- What you are asked to do -
The lines from the start of the data through the line containing "In input order" are to be reproduced exactly, both ends included.

- Records shown -

--------------------

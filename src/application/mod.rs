// Use cases: analyze translation units, index them into a store, and render
// diagrams back out of a store.

use std::collections::HashMap;

use rayon::prelude::*;
use tracing::{debug, info, warn};

use crate::domain::callgraph::CallModel;
use crate::domain::classify::indirect_label;
use crate::domain::events::{foreign_functions, CalleeExpr, FrontEndEvent, TranslationUnit};
use crate::domain::identity::IdentityTable;
use crate::domain::options::AnalyzerOptions;
use crate::domain::sequence::{pick_root, synthesize, SequenceTrace};
use crate::domain::store::{function_id, CallRecord, CallStore, FunctionRecord};
use crate::error::Result;
use crate::infrastructure::SourceFile;
use crate::ports::{EmitFormat, RenderInput};

/// Graph and trace of one translation unit (or of a whole store).
#[derive(Debug, Clone)]
pub struct UnitAnalysis {
    pub path: String,
    pub model: CallModel,
    pub trace: SequenceTrace,
}

impl UnitAnalysis {
    pub fn from_model(path: impl Into<String>, model: CallModel, options: &AnalyzerOptions) -> Self {
        let root = pick_root(&model, options.root());
        let trace = synthesize(&model, &root, options.effective_depth());
        if !trace.is_root_found() {
            info!(root = %trace.root, "sequence root not found");
        }
        Self {
            path: path.into(),
            model,
            trace,
        }
    }

    pub fn from_unit(unit: &TranslationUnit, options: &AnalyzerOptions) -> Self {
        let model = CallModel::from_events(&unit.events, options);
        debug!(
            path = %unit.path,
            nodes = model.nodes().len(),
            edges = model.edge_count(),
            "built call model"
        );
        Self::from_model(unit.path.clone(), model, options)
    }

    pub fn render_input(&self) -> RenderInput<'_> {
        RenderInput {
            model: &self.model,
            trace: &self.trace,
        }
    }

    pub fn render(&self, format: EmitFormat) -> Result<String> {
        format.render(self.render_input())
    }
}

/// A file skipped because it could not be read or parsed.
#[derive(Debug, Clone, PartialEq, Eq)]
pub struct FileFailure {
    pub path: String,
    pub error: String,
}

#[derive(Debug, Default)]
pub struct AnalysisReport {
    /// In input order
    pub units: Vec<UnitAnalysis>,
    pub failures: Vec<FileFailure>,
}

impl AnalysisReport {
    /// One output file name per unit, in unit order.
    ///
    /// Names come from a single [`IdentityTable`], so paths that sanitize to
    /// the same base (`a-b.rs`, `a_b.rs`) still get distinct files.
    pub fn output_file_names(&self, format: EmitFormat) -> Vec<String> {
        let mut ids = IdentityTable::new();
        self.units
            .iter()
            .map(|unit| format!("{}.{}", ids.identifier(&unit.path), format.file_extension()))
            .collect()
    }
}

/// Line printed before each unit when several units share stdout.
pub fn unit_header(path: &str) -> String {
    format!("==> {} <==", path)
}

fn load_all(files: &[SourceFile]) -> Vec<std::result::Result<TranslationUnit, FileFailure>> {
    files
        .par_iter()
        .map(|file| {
            file.load().map_err(|e| {
                warn!(path = %file.path.display(), error = %e, "skipping file");
                FileFailure {
                    path: file.path.display().to_string(),
                    error: e.to_string(),
                }
            })
        })
        .collect()
}

/// Analyze each input file as an independent translation unit.
pub struct AnalyzeUsecase<'a> {
    pub options: &'a AnalyzerOptions,
}

impl<'a> AnalyzeUsecase<'a> {
    pub fn run(&self, files: &[SourceFile]) -> AnalysisReport {
        let mut report = AnalysisReport::default();
        let analyzed: Vec<_> = load_all(files)
            .into_par_iter()
            .map(|loaded| loaded.map(|unit| UnitAnalysis::from_unit(&unit, self.options)))
            .collect();

        for result in analyzed {
            match result {
                Ok(unit) => report.units.push(unit),
                Err(failure) => report.failures.push(failure),
            }
        }
        report
    }

    pub fn run_units(&self, units: &[TranslationUnit]) -> Vec<UnitAnalysis> {
        units
            .par_iter()
            .map(|unit| UnitAnalysis::from_unit(unit, self.options))
            .collect()
    }
}

/// Store records for one translation unit.
#[derive(Debug, Clone, Default, PartialEq, Eq)]
pub struct UnitRecords {
    pub functions: Vec<FunctionRecord>,
    pub calls: Vec<CallRecord>,
}

impl UnitRecords {
    /// Project a unit's events onto store records.
    ///
    /// Declared user functions are keyed `<file>::<name>`; callees without a
    /// declaration in this unit are keyed by name. Stdlib calls are kept and
    /// indirect labels always carry their hint; both are filtered on replay.
    pub fn from_unit(unit: &TranslationUnit) -> Self {
        let mut records = UnitRecords::default();
        let mut ids: HashMap<&str, String> = HashMap::new();
        let foreign = foreign_functions(&unit.events);

        for event in &unit.events {
            if let FrontEndEvent::DeclareFunction {
                name,
                source_file,
                is_user_code,
            } = event
            {
                if name.is_empty() || !*is_user_code || ids.contains_key(name.as_str()) {
                    continue;
                }
                let file = source_file.as_deref().unwrap_or(&unit.path);
                let id = function_id(file, name);
                records.functions.push(FunctionRecord {
                    id: id.clone(),
                    name: name.clone(),
                    source_file: file.to_string(),
                });
                ids.insert(name, id);
            }
        }

        let id_of = |name: &str| ids.get(name).cloned().unwrap_or_else(|| name.to_string());

        for event in &unit.events {
            if let FrontEndEvent::CallSite {
                caller,
                callee,
                callee_expr,
                line,
            } = event
            {
                if caller.is_empty() || foreign.contains(caller.as_str()) {
                    continue;
                }
                let callee_id = match callee.as_deref() {
                    Some("") => continue,
                    Some(name) => id_of(name),
                    None => indirect_label(callee_expr.as_ref().and_then(CalleeExpr::hint)),
                };
                records.calls.push(CallRecord {
                    caller_id: id_of(caller),
                    callee_id,
                    line: *line,
                });
            }
        }

        records
    }
}

/// Per-file outcome of an index run.
#[derive(Debug, Clone, PartialEq, Eq)]
pub struct IndexedFile {
    pub path: String,
    pub functions: usize,
    pub calls: usize,
}

#[derive(Debug, Default)]
pub struct IndexReport {
    pub indexed: Vec<IndexedFile>,
    pub failures: Vec<FileFailure>,
}

/// Run the front ends over the inputs and persist the results.
pub struct IndexUsecase<'a> {
    pub store: &'a dyn CallStore,
}

impl<'a> IndexUsecase<'a> {
    /// Front-end failures are recorded per file; store failures abort the run.
    pub fn run(&self, files: &[SourceFile]) -> Result<IndexReport> {
        let mut report = IndexReport::default();

        for loaded in load_all(files) {
            match loaded {
                Ok(unit) => report.indexed.push(self.persist(&unit)?),
                Err(failure) => report.failures.push(failure),
            }
        }
        Ok(report)
    }

    pub fn persist(&self, unit: &TranslationUnit) -> Result<IndexedFile> {
        let records = UnitRecords::from_unit(unit);
        self.store.insert_functions(&records.functions)?;
        self.store.insert_calls(&records.calls)?;

        info!(
            path = %unit.path,
            functions = records.functions.len(),
            calls = records.calls.len(),
            "indexed translation unit"
        );
        Ok(IndexedFile {
            path: unit.path.clone(),
            functions: records.functions.len(),
            calls: records.calls.len(),
        })
    }
}

/// Rebuild the model from a store and synthesize its trace.
pub struct RenderUsecase<'a> {
    pub store: &'a dyn CallStore,
    pub options: &'a AnalyzerOptions,
}

impl<'a> RenderUsecase<'a> {
    pub fn run(&self, label: &str) -> Result<UnitAnalysis> {
        let stored = self.store.load_all()?;
        let model = stored.replay(self.options);
        Ok(UnitAnalysis::from_model(label, model, self.options))
    }
}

--------------------

- Expected output -
filename src/application/mod.rs
// Use cases: analyze translation units, index them into a store, and render
// diagrams back out of a store.

use std::collections::HashMap;

use rayon::prelude::*;
use tracing::{debug, info, warn};

use crate::domain::callgraph::CallModel;
use crate::domain::classify::indirect_label;
use crate::domain::events::{foreign_functions, CalleeExpr, FrontEndEvent, TranslationUnit};
use crate::domain::identity::IdentityTable;
use crate::domain::options::AnalyzerOptions;
use crate::domain::sequence::{pick_root, synthesize, SequenceTrace};
use crate::domain::store::{function_id, CallRecord, CallStore, FunctionRecord};
use crate::error::Result;
use crate::infrastructure::SourceFile;
use crate::ports::{EmitFormat, RenderInput};

/// Graph and trace of one translation unit (or of a whole store).
#[derive(Debug, Clone)]
pub struct UnitAnalysis {
    pub path: String,
    pub model: CallModel,
    pub trace: SequenceTrace,
}

impl UnitAnalysis {
    pub fn from_model(path: impl Into<String>, model: CallModel, options: &AnalyzerOptions) -> Self {
        let root = pick_root(&model, options.root());
        let trace = synthesize(&model, &root, options.effective_depth());
        if !trace.is_root_found() {
            info!(root = %trace.root, "sequence root not found");
        }
        Self {
            path: path.into(),
            model,
            trace,
        }
    }

    pub fn from_unit(unit: &TranslationUnit, options: &AnalyzerOptions) -> Self {
        let model = CallModel::from_events(&unit.events, options);
        debug!(
            path = %unit.path,
            nodes = model.nodes().len(),
            edges = model.edge_count(),
            "built call model"
        );
        Self::from_model(unit.path.clone(), model, options)
    }

    pub fn render_input(&self) -> RenderInput<'_> {
        RenderInput {
            model: &self.model,
            trace: &self.trace,
        }
    }

    pub fn render(&self, format: EmitFormat) -> Result<String> {
        format.render(self.render_input())
    }
}

/// A file skipped because it could not be read or parsed.
#[derive(Debug, Clone, PartialEq, Eq)]
pub struct FileFailure {
    pub path: String,
    pub error: String,
}

#[derive(Debug, Default)]
pub struct AnalysisReport {
    /// In input order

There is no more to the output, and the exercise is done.